_DATA FOR THIS EXERCISE_

use std::sync::Arc;
use std::time::Duration;

use calmap::{Calmap, CalmapError, ErrorKind, FetchStrategy, RemapRequest};
use calmap_mock::{DynamicMockConnector, MockBehavior, MockConnector};

use crate::helpers::{d, series};

fn req() -> RemapRequest {
    RemapRequest::new("X", "Value", ["2020-01-10"])
}

#[tokio::test(start_paused = true)]
async fn hanging_provider_times_out() {
    let (conn, ctrl) = DynamicMockConnector::new_with_controller("hang");
    ctrl.set_series_behavior("X", MockBehavior::Hang).await;
    let calmap = Calmap::builder()
        .with_connector(conn)
        .provider_timeout(Duration::from_millis(50))
        .build()
        .unwrap();

    let err = calmap.remap(&req()).await.unwrap_err();
    assert!(
        matches!(err, CalmapError::AllProvidersTimedOut { ref capability } if capability == "series"),
        "{err:?}"
    );
    assert_eq!(err.kind(), ErrorKind::Upstream);
}

#[tokio::test(start_paused = true)]
async fn timeout_falls_back_to_the_next_provider() {
    let (hang, hang_ctrl) = DynamicMockConnector::new_with_controller("hang");
    hang_ctrl.set_series_behavior("X", MockBehavior::Hang).await;
    let (ok, ok_ctrl) = DynamicMockConnector::new_with_controller("ok");
    ok_ctrl
        .set_series_behavior("X", MockBehavior::Return(series(&[("2020-01-02", 5.0)])))
        .await;
    let calmap = Calmap::builder()
        .with_connector(hang)
        .with_connector(ok)
        .provider_timeout(Duration::from_millis(50))
        .build()
        .unwrap();

    let resp = calmap.remap(&req()).await.unwrap();
    assert_eq!(resp.scalars(), vec![(d(2020, 1, 10), 5.0)]);
    assert_eq!(hang_ctrl.requests().await.len(), 1);
    assert_eq!(ok_ctrl.requests().await.len(), 1);
}

#[tokio::test(start_paused = true)]
async fn slow_fixture_connector_times_out() {
    let calmap = Calmap::builder()
        .with_connector(Arc::new(
            MockConnector::new().with_latency(Duration::from_millis(200)),
        ))
        .provider_timeout(Duration::from_millis(50))
        .build()
        .unwrap();
    let err = calmap
        .remap(&RemapRequest::new("TIMEOUT", "Value", ["2020-01-10"]))
        .await
        .unwrap_err();
    assert!(matches!(err, CalmapError::AllProvidersTimedOut { .. }), "{err:?}");
}

#[tokio::test(start_paused = true)]
async fn request_deadline_bounds_the_provider_phase() {
    for strategy in [FetchStrategy::PriorityWithFallback, FetchStrategy::Latency] {
        let (a, a_ctrl) = DynamicMockConnector::new_with_controller("a");
        a_ctrl.set_series_behavior("X", MockBehavior::Hang).await;
        let (b, b_ctrl) = DynamicMockConnector::new_with_controller("b");
        b_ctrl.set_series_behavior("X", MockBehavior::Hang).await;
        let calmap = Calmap::builder()
            .with_connector(a)
            .with_connector(b)
            .fetch_strategy(strategy)
            .provider_timeout(Duration::from_secs(10))
            .request_timeout(Duration::from_millis(100))
            .build()
            .unwrap();

        let err = calmap.remap(&req()).await.unwrap_err();
        assert!(
            matches!(err, CalmapError::RequestTimeout { .. }),
            "{strategy:?}: {err:?}"
        );
    }
}

#[tokio::test(start_paused = true)]
async fn timeouts_are_rejected_on_the_json_surface() {
    let (conn, ctrl) = DynamicMockConnector::new_with_controller("hang");
    ctrl.set_series_behavior("X", MockBehavior::Hang).await;
    let calmap = Calmap::builder()
        .with_connector(conn)
        .provider_timeout(Duration::from_millis(50))
        .build()
        .unwrap();
    let body = r#"{"symbol":"X","column":"Value","dates":["2020-01-10"]}"#;
    assert_eq!(calmap.handle_json(body).await, "invalid request");
}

_REQUIRED WORK_
The only acceptable answer is the full set of entries, repeated exactly.

_SOLUTION TO THE EXERCISE_
use std::sync::Arc;
use std::time::Duration;

use calmap::{Calmap, CalmapError, ErrorKind, FetchStrategy, RemapRequest};
use calmap_mock::{DynamicMockConnector, MockBehavior, MockConnector};

use crate::helpers::{d, series};

fn req() -> RemapRequest {
    RemapRequest::new("X", "Value", ["2020-01-10"])
}

#[tokio::test(start_paused = true)]
async fn hanging_provider_times_out() {
    let (conn, ctrl) = DynamicMockConnector::new_with_controller("hang");
    ctrl.set_series_behavior("X", MockBehavior::Hang).await;
    let calmap = Calmap::builder()
        .with_connector(conn)
        .provider_timeout(Duration::from_millis(50))
        .build()
        .unwrap();

    let err = calmap.remap(&req()).await.unwrap_err();
    assert!(
        matches!(err, CalmapError::AllProvidersTimedOut { ref capability } if capability == "series"),
        "{err:?}"
    );
    assert_eq!(err.kind(), ErrorKind::Upstream);
}

#[tokio::test(start_paused = true)]
async fn timeout_falls_back_to_the_next_provider() {
    let (hang, hang_ctrl) = DynamicMockConnector::new_with_controller("hang");
    hang_ctrl.set_series_behavior("X", MockBehavior::Hang).await;
    let (ok, ok_ctrl) = DynamicMockConnector::new_with_controller("ok");
    ok_ctrl
        .set_series_behavior("X", MockBehavior::Return(series(&[("2020-01-02", 5.0)])))
        .await;
    let calmap = Calmap::builder()
        .with_connector(hang)
        .with_connector(ok)
        .provider_timeout(Duration::from_millis(50))
        .build()
        .unwrap();

    let resp = calmap.remap(&req()).await.unwrap();
    assert_eq!(resp.scalars(), vec![(d(2020, 1, 10), 5.0)]);
    assert_eq!(hang_ctrl.requests().await.len(), 1);
    assert_eq!(ok_ctrl.requests().await.len(), 1);
}

#[tokio::test(start_paused = true)]
async fn slow_fixture_connector_times_out() {
    let calmap = Calmap::builder()
        .with_connector(Arc::new(
            MockConnector::new().with_latency(Duration::from_millis(200)),
        ))
        .provider_timeout(Duration::from_millis(50))
        .build()
        .unwrap();
    let err = calmap
        .remap(&RemapRequest::new("TIMEOUT", "Value", ["2020-01-10"]))
        .await
        .unwrap_err();
    assert!(matches!(err, CalmapError::AllProvidersTimedOut { .. }), "{err:?}");
}

#[tokio::test(start_paused = true)]
async fn request_deadline_bounds_the_provider_phase() {
    for strategy in [FetchStrategy::PriorityWithFallback, FetchStrategy::Latency] {
        let (a, a_ctrl) = DynamicMockConnector::new_with_controller("a");
        a_ctrl.set_series_behavior("X", MockBehavior::Hang).await;
        let (b, b_ctrl) = DynamicMockConnector::new_with_controller("b");
        b_ctrl.set_series_behavior("X", MockBehavior::Hang).await;
        let calmap = Calmap::builder()
            .with_connector(a)
            .with_connector(b)
            .fetch_strategy(strategy)
            .provider_timeout(Duration::from_secs(10))
            .request_timeout(Duration::from_millis(100))
            .build()
            .unwrap();

        let err = calmap.remap(&req()).await.unwrap_err();
        assert!(
            matches!(err, CalmapError::RequestTimeout { .. }),
            "{strategy:?}: {err:?}"
        );
    }
}

#[tokio::test(start_paused = true)]
async fn timeouts_are_rejected_on_the_json_surface() {
    let (conn, ctrl) = DynamicMockConnector::new_with_controller("hang");
    ctrl.set_series_behavior("X", MockBehavior::Hang).await;
    let calmap = Calmap::builder()
        .with_connector(conn)
        .provider_timeout(Duration::from_millis(50))
        .build()
        .unwrap();
    let body = r#"{"symbol":"X","column":"Value","dates":["2020-01-10"]}"#;
    assert_eq!(calmap.handle_json(body).await, "invalid request");
}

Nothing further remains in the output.